Estoy leyendo el libro de memorias de Balthasar Klossowski, mejor conocido como Balthus; el gran pintor polaco que a lo largo de la historia fue injustamente satanizado por pintar imágenes de niñas pubescentes desnudas.
En mi somera lista de cosas que me han hecho redondamente feliz durante algunos minutos están las veces que tenido la oportunidad de ver uno de sus cuadros. Mi último encuentro con este gigante fue el año pasado mientras paseaba por el museo Thyssen acompañada de otro enorme personaje, el filólogo Ángel Luis Pujante, el mejor traductor al castellano de Shakespeare.
El recorrido se dio en circunstancias fortuitas; asistí a la presentación del libro homenaje a don Miguel Sáenz en Madrid, y tras el evento, Pujante se me acercó para preguntarme si deseaba pasar el resto de la tarde con él en lo que salía su tren rumbo a Murcia. Acepté sin dudarlo.
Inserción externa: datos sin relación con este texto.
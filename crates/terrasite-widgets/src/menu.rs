#![forbid(unsafe_code)]

//! Mobile navigation open/closed state machine.
//!
//! # State Machine
//!
//! ```text
//!            toggle click
//!   Closed ───────────────▶ Open
//!     ▲                      │
//!     └──────────────────────┘
//!      toggle click | nav link click | click outside menu and toggle
//! ```
//!
//! # Invariants
//!
//! 1. Initial state is `Closed`; there is no terminal state.
//! 2. Every click is classified exactly once, so at most one transition runs
//!    per user action.
//! 3. Classification uses containment over the click path, so clicks on
//!    markup nested inside the toggle or menu are attributed correctly.

use terrasite_core::event::{ClickEvent, ElementRole};

/// Whether the mobile navigation is shown.
#[derive(Debug, Clone, Copy, PartialEq, Eq, Hash, Default)]
pub enum MenuState {
    /// Navigation hidden.
    #[default]
    Closed,
    /// Navigation shown.
    Open,
}

impl MenuState {
    /// The other state.
    #[must_use]
    pub const fn flipped(self) -> Self {
        match self {
            Self::Closed => Self::Open,
            Self::Open => Self::Closed,
        }
    }

    /// Whether this is [`MenuState::Open`].
    #[must_use]
    pub const fn is_open(self) -> bool {
        matches!(self, Self::Open)
    }
}

/// Where a click landed, relative to the menu.
#[derive(Debug, Clone, Copy, PartialEq, Eq)]
pub enum ClickTarget {
    /// On or inside the toggle button.
    Toggle,
    /// On or inside a navigation link.
    NavLink,
    /// Inside the navigation container, but not on a link.
    InsideMenu,
    /// Anywhere else.
    Outside,
}

impl ClickTarget {
    /// Classify a click by containment. The toggle wins over everything else.
    #[must_use]
    pub fn classify(click: &ClickEvent) -> Self {
        if click.is_within(ElementRole::MenuToggle) {
            Self::Toggle
        } else if click.is_within(ElementRole::NavLink) {
            Self::NavLink
        } else if click.is_within(ElementRole::NavMenu) {
            Self::InsideMenu
        } else {
            Self::Outside
        }
    }
}

/// A state change caused by one click.
#[derive(Debug, Clone, Copy, PartialEq, Eq)]
pub struct MenuTransition {
    /// State before the click.
    pub from: MenuState,
    /// State after the click.
    pub to: MenuState,
    /// What the click hit.
    pub cause: ClickTarget,
}

/// Mobile navigation controller.
#[derive(Debug, Clone, Default)]
pub struct MenuController {
    state: MenuState,
}

impl MenuController {
    /// Create a controller in the `Closed` state.
    #[must_use]
    pub fn new() -> Self {
        Self::default()
    }

    /// Current state.
    #[must_use]
    pub const fn state(&self) -> MenuState {
        self.state
    }

    /// Whether the menu is open.
    #[must_use]
    pub const fn is_open(&self) -> bool {
        self.state.is_open()
    }

    /// Apply a click. Returns the transition if the state changed.
    pub fn on_click(&mut self, click: &ClickEvent) -> Option<MenuTransition> {
        let cause = ClickTarget::classify(click);
        let next = match cause {
            ClickTarget::Toggle => self.state.flipped(),
            ClickTarget::NavLink => MenuState::Closed,
            ClickTarget::Outside if self.state.is_open() => MenuState::Closed,
            ClickTarget::Outside | ClickTarget::InsideMenu => self.state,
        };
        if next == self.state {
            return None;
        }
        let transition = MenuTransition {
            from: self.state,
            to: next,
            cause,
        };
        self.state = next;
        Some(transition)
    }
}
Comimos jamón y bebimos vino mientras él me daba una cátedra maravillosa sobre Milton, Byron y Thackeray antes de aventurarnos a las salas.
Mientras escribo esto, me invade la sensación de ser muy afortunada al poder conocer y convivir con seres extraordinarios como Ángel Luis y Miguel, sin embargo, el regreso a la rutina, a la vidita de todos los días me hace olvidar por un momento que los astros se alinean de vez en cuando para proporcionarnos instantes luminosos que difícilmente otras personas pueden contar.
Para mí, está claro, no hay algo más gratificante que establecer vínculos con artistas de ese calibre, con hombres dotados de una inteligencia ilimitada, misma que se revela precisamente en la calidez de la mesura y la discreción.
Pues eso, el año pasado, justo por estas mismas fechas estaba parada con Pujante frente a Balthus; era la tercera vez que observaba uno de sus cuadros en vivo y a todo color, y obviamente que la presencia del traductor le añadió un encanto especial al evento.
Lejos de poses pedantes y disertaciones elevadas, nuestra plática giró en torno a la sutileza de la luz en sus pinturas. Balthus fue un crítico permanente del arte contemporáneo mientras vivió, y vaya que paso muchos años en este lugar: más de noventa, así que le tocó ser testigo de cientos de atrocidades que se han ido dando a lo largo de las décadas en pos de la modernidad. No es que fuera un conservador, aunque sí, es muy interesante; al leer este libro, descubrir que fue un católico devoto y riguroso, lo que contrasta (y no) con su obsesión de retratar la belleza inocente de las ninfúlas.
Un dato que desconocía de Balthus es que estuvo bajo la tutela Rilke, pero no un tutelaje meramente intelectual sino formativo, ya que fue pareja de su madre.
Sin mencionar este hecho, del que seguro Pujante tenía conocimiento, recuerdo bien que la charla desembocó en enumerar algunas de las características que necesariamente se requieren para llegar a ser ese portento de artista; coincidimos que la soledad y la pobreza son dos catalizadores de la creación. Guardo ese día como uno de los más preciosos de mis cuarenta años y me fui con una idea fija en la cabeza: que el escritor se ocupa de lengua como el pintor de la luz.
No sé si en realidad pasó o lo soñé; sólo sé que era una tarde madrileña de primavera en el Thyssen, con la luz oblicua señalando un pedacito de lo que podría llamar mi propia eternidad. Como un cuadro de Balthus.